(Exercise data Opens)

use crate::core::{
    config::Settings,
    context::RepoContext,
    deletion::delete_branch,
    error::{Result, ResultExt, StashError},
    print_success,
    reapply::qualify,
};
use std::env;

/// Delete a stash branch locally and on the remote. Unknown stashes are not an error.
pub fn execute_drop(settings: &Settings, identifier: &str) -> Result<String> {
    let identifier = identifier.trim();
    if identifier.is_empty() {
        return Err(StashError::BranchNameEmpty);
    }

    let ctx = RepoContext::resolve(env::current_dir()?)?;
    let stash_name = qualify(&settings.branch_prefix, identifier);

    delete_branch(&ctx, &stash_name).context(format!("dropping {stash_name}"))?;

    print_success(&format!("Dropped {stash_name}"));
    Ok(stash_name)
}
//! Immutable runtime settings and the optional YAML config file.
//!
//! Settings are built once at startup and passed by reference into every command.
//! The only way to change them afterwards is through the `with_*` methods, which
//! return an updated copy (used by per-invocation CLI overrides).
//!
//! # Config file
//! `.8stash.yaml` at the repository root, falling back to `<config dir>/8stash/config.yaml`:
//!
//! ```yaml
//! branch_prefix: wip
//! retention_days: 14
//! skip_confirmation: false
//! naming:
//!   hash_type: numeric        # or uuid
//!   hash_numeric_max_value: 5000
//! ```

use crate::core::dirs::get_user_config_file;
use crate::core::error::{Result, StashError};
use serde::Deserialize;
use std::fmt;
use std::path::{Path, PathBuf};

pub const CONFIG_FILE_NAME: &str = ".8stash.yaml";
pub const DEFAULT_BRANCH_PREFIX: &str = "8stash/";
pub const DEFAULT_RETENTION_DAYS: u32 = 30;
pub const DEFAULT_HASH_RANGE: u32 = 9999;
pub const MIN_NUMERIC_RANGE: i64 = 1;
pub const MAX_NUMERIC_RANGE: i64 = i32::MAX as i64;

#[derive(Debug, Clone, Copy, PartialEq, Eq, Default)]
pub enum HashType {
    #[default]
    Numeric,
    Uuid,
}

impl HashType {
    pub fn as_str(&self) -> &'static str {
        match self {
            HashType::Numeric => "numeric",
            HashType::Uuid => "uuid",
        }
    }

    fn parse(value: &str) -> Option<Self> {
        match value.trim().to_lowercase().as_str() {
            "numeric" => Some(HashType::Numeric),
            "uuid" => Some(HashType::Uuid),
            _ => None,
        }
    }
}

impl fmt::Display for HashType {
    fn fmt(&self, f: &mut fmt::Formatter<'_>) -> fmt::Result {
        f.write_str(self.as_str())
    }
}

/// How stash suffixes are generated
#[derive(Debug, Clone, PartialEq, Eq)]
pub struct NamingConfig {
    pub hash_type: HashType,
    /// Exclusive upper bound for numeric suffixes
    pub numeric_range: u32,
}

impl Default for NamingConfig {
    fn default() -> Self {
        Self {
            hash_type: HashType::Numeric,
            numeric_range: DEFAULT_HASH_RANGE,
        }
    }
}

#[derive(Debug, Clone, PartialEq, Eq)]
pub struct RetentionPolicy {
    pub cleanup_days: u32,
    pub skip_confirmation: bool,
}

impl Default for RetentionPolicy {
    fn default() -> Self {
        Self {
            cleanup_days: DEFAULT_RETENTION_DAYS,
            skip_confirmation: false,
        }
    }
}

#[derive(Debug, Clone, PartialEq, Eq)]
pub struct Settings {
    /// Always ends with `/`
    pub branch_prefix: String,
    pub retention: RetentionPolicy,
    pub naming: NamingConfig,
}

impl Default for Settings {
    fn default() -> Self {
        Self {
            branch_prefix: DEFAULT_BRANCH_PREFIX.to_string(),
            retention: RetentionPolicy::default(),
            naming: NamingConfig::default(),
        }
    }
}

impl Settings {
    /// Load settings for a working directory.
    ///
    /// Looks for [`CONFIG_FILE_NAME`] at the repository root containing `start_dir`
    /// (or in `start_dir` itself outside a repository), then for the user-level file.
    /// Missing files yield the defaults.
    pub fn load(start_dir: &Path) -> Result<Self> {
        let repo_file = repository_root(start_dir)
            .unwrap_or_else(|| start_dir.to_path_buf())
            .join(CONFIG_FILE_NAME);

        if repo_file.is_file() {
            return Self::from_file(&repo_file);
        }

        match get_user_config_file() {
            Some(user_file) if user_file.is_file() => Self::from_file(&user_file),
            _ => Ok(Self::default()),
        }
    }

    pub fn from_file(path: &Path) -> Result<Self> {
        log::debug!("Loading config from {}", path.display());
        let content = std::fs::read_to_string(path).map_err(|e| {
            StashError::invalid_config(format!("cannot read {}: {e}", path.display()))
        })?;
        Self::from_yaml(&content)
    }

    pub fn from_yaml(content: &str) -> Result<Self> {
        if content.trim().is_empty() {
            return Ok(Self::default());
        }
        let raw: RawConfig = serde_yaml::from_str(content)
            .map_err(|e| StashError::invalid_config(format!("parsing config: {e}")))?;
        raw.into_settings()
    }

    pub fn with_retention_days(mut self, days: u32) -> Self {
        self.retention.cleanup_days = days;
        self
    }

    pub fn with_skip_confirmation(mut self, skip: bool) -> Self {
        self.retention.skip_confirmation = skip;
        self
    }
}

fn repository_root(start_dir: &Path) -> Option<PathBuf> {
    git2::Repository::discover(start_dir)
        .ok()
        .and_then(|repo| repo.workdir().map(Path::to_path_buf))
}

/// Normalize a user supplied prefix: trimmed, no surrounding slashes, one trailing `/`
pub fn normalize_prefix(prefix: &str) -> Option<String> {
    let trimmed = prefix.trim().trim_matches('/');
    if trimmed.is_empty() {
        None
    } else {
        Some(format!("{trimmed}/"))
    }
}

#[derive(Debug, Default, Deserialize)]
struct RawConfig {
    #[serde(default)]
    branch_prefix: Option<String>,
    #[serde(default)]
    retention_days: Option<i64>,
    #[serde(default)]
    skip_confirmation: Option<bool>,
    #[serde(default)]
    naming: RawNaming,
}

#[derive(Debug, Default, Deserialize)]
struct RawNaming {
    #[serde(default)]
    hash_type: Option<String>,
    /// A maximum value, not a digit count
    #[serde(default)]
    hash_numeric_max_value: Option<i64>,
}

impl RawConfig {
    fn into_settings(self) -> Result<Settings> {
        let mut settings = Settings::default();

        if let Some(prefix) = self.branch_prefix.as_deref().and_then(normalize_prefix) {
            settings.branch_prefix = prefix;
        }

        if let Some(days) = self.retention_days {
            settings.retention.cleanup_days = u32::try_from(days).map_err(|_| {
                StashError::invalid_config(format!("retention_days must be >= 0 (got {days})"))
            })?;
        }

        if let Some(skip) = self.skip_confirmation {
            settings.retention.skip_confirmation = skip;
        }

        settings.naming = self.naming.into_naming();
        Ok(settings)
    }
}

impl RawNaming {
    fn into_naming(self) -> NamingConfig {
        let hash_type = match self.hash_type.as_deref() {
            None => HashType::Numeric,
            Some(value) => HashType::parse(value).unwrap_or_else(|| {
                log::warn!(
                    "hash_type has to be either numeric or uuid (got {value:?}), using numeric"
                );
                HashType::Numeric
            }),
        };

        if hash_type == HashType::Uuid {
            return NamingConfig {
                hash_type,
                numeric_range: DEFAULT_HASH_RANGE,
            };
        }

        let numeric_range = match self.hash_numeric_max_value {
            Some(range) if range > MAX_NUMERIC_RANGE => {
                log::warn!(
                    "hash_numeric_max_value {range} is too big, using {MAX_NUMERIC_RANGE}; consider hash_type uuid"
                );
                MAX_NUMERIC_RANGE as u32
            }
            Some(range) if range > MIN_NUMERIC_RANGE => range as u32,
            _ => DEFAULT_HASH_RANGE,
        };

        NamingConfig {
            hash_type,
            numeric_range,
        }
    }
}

(Exercise data Closes)

Look through the listing above and copy each line where the string "StashError" occurs.

    error::{Result, ResultExt, StashError},
        return Err(StashError::BranchNameEmpty);
use crate::core::error::{Result, StashError};
            StashError::invalid_config(format!("cannot read {}: {e}", path.display()))
            .map_err(|e| StashError::invalid_config(format!("parsing config: {e}")))?;
                StashError::invalid_config(format!("retention_days must be >= 0 (got {days})"))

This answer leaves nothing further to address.